# [What to do]
After finding the line that contains "pub fn wait_for(timeout: Duration, mut" in the entries below, retype it and every following line precisely, the last included.

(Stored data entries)
------

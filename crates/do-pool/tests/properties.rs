//! Property tests over random sequences of pool operations.

#![allow(clippy::unwrap_used, clippy::expect_used, clippy::panic)]

use std::collections::HashSet;
use std::sync::Arc;
use std::sync::atomic::{AtomicUsize, Ordering};

use data_objects_pool::{BoxError, Disposable, InstanceId, Pool, PoolConfig, PoolError, Pooled};
use proptest::prelude::*;

struct Tracked {
    disposed: Arc<AtomicUsize>,
}

impl Disposable for Tracked {
    fn dispose(&mut self) -> Result<(), BoxError> {
        self.disposed.fetch_add(1, Ordering::SeqCst);
        Ok(())
    }
}

#[derive(Debug, Clone)]
enum Op {
    Acquire,
    Release(usize),
    Detach(usize),
    Flush,
}

fn op_strategy() -> impl Strategy<Value = Op> {
    prop_oneof![
        4 => Just(Op::Acquire),
        3 => any::<usize>().prop_map(Op::Release),
        1 => any::<usize>().prop_map(Op::Detach),
        1 => Just(Op::Flush),
    ]
}

fn check_invariants(pool: &Pool<Tracked>, max: usize, expected_reserved: &HashSet<InstanceId>) {
    let reserved: HashSet<_> = pool.reserved_ids().into_iter().collect();
    let available: HashSet<_> = pool.available_ids().into_iter().collect();

    assert!(reserved.len() <= max);
    assert!(reserved.is_disjoint(&available));
    assert_eq!(&reserved, expected_reserved);
}

proptest! {
    #[test]
    fn prop_pool_sets_stay_consistent(
        max in 1usize..5,
        ops in prop::collection::vec(op_strategy(), 1..60),
    ) {
        let disposed = Arc::new(AtomicUsize::new(0));
        let counter = Arc::clone(&disposed);
        let factory = move |_: &()| Ok::<_, BoxError>(Tracked { disposed: Arc::clone(&counter) });
        let pool = Pool::new(PoolConfig::new().max_reserved(max)).unwrap();

        // Guards the caller holds, with whether their reservation is still live.
        let mut held: Vec<(Pooled<Tracked>, bool)> = Vec::new();

        for op in ops {
            match op {
                Op::Acquire => {
                    let available_before = pool.available_count();
                    let reserved_before = pool.reserved_count();
                    let created_before = pool.metrics().instances_created;
                    let next_available = pool.available_ids().first().copied();

                    match pool.try_acquire(&(), &factory).unwrap() {
                        Some(guard) => {
                            if available_before > 0 {
                                // Reuse is LIFO and never constructs.
                                prop_assert_eq!(Some(guard.id()), next_available);
                                prop_assert_eq!(pool.metrics().instances_created, created_before);
                            } else {
                                prop_assert!(reserved_before < max);
                                prop_assert_eq!(
                                    pool.metrics().instances_created,
                                    created_before + 1
                                );
                            }
                            held.push((guard, true));
                        }
                        None => {
                            prop_assert_eq!(available_before, 0);
                            prop_assert_eq!(reserved_before, max);
                        }
                    }
                }
                Op::Release(index) if !held.is_empty() => {
                    let (guard, live) = held.swap_remove(index % held.len());
                    let id = guard.id();
                    let result = guard.release();
                    if live {
                        prop_assert!(result.is_ok());
                        prop_assert_eq!(pool.available_ids().first().copied(), Some(id));
                    } else {
                        let rejected =
                            matches!(result, Err(PoolError::NotReserved { id: r }) if r == id);
                        prop_assert!(rejected);
                    }
                }
                Op::Detach(index) if !held.is_empty() => {
                    let (guard, live) = held.swap_remove(index % held.len());
                    let id = guard.id();
                    let disposed_before = disposed.load(Ordering::SeqCst);
                    let result = guard.detach();
                    if live {
                        prop_assert!(result.is_ok());
                        prop_assert_eq!(disposed.load(Ordering::SeqCst), disposed_before);
                    } else {
                        let rejected =
                            matches!(result, Err(PoolError::NotReserved { id: r }) if r == id);
                        prop_assert!(rejected);
                        prop_assert_eq!(disposed.load(Ordering::SeqCst), disposed_before + 1);
                    }
                    prop_assert_eq!(pool.state_of(id), None);
                }
                Op::Flush => {
                    let available_before = pool.available_count();
                    let report = pool.flush();
                    prop_assert_eq!(report.disposed, available_before);
                    for entry in &mut held {
                        entry.1 = false;
                    }
                    prop_assert_eq!(pool.reserved_count(), 0);
                    prop_assert_eq!(pool.available_count(), 0);
                }
                Op::Release(_) | Op::Detach(_) => {}
            }

            let expected: HashSet<_> = held
                .iter()
                .filter(|(_, live)| *live)
                .map(|(guard, _)| guard.id())
                .collect();
            check_invariants(&pool, max, &expected);
        }

        drop(held);
        let metrics = pool.metrics();
        prop_assert_eq!(metrics.instances_disposed as usize, disposed.load(Ordering::SeqCst));
    }

    #[test]
    fn prop_second_flush_disposes_nothing(max in 1usize..6, acquired in 0usize..6) {
        let disposed = Arc::new(AtomicUsize::new(0));
        let counter = Arc::clone(&disposed);
        let factory = move |_: &()| Ok::<_, BoxError>(Tracked { disposed: Arc::clone(&counter) });
        let pool = Pool::new(PoolConfig::new().max_reserved(max)).unwrap();

        let guards: Vec<_> = (0..acquired.min(max))
            .map(|_| pool.acquire(&(), &factory).unwrap())
            .collect();
        for guard in guards {
            guard.release().unwrap();
        }

        let first = pool.flush();
        prop_assert_eq!(first.disposed, acquired.min(max));
        let after_first = disposed.load(Ordering::SeqCst);

        let second = pool.flush();
        prop_assert!(second.is_empty());
        prop_assert_eq!(disposed.load(Ordering::SeqCst), after_first);
        prop_assert_eq!(pool.reserved_count(), 0);
        prop_assert_eq!(pool.available_count(), 0);
    }
}
//! Shared fixtures for integration tests.

#![allow(dead_code)]

use std::sync::Arc;
use std::sync::atomic::{AtomicUsize, Ordering};
use std::time::{Duration, Instant};

use data_objects_pool::{BoxError, Disposable, Poolable};

/// Install a test-friendly tracing subscriber once per test binary.
pub fn init_tracing() {
    let _ = tracing_subscriber::fmt()
        .with_test_writer()
        .with_max_level(tracing_subscriber::filter::LevelFilter::TRACE)
        .try_init();
}

/// A named object whose disposal clears its name.
#[derive(Debug)]
pub struct Thing {
    pub name: Option<String>,
}

impl Disposable for Thing {
    fn dispose(&mut self) -> Result<(), BoxError> {
        self.name = None;
        Ok(())
    }
}

impl Poolable for Thing {
    type Key = String;
    type Args = String;

    fn pooling_key(args: &String) -> String {
        args.clone()
    }

    fn create(args: &String) -> Result<Self, BoxError> {
        Ok(Thing {
            name: Some(args.clone()),
        })
    }
}

/// Counts constructions and disposals shared between instances.
#[derive(Debug, Default)]
pub struct Counters {
    pub created: AtomicUsize,
    pub disposed: AtomicUsize,
}

impl Counters {
    pub fn shared() -> Arc<Self> {
        Arc::new(Self::default())
    }

    pub fn created(&self) -> usize {
        self.created.load(Ordering::SeqCst)
    }

    pub fn disposed(&self) -> usize {
        self.disposed.load(Ordering::SeqCst)
    }
}

/// A pooled handle keyed by the first construction argument.
///
/// Disposal fails for names starting with `"bad"`.
#[derive(Debug)]
pub struct Handle {
    pub name: String,
    counters: Arc<Counters>,
}

impl Disposable for Handle {
    fn dispose(&mut self) -> Result<(), BoxError> {
        self.counters.disposed.fetch_add(1, Ordering::SeqCst);
        if self.name.starts_with("bad") {
            return Err(format!("cannot dispose {}", self.name).into());
        }
        Ok(())
    }
}

impl Poolable for Handle {
    type Key = String;
    type Args = (String, Arc<Counters>);
    const MAX_RESERVED: usize = 2;

    fn pooling_key(args: &Self::Args) -> String {
        args.0.clone()
    }

    fn create(args: &Self::Args) -> Result<Self, BoxError> {
        args.1.created.fetch_add(1, Ordering::SeqCst);
        Ok(Handle {
            name: args.0.clone(),
            counters: Arc::clone(&args.1),
        })
    }
}

/// Poll `condition` until it holds or `timeout` elapses.
pub fn wait_for(timeout: Duration, mut condition: impl FnMut() -> bool) -> bool {
    let deadline = Instant::now() + timeout;
    while Instant::now() < deadline {
        if condition() {
            return true;
        }
        std::thread::sleep(Duration::from_millis(5));
    }
    condition()
}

------

# [Answer to this task]
pub fn wait_for(timeout: Duration, mut condition: impl FnMut() -> bool) -> bool {
    let deadline = Instant::now() + timeout;
    while Instant::now() < deadline {
        if condition() {
            return true;
        }
        std::thread::sleep(Duration::from_millis(5));
    }
    condition()
}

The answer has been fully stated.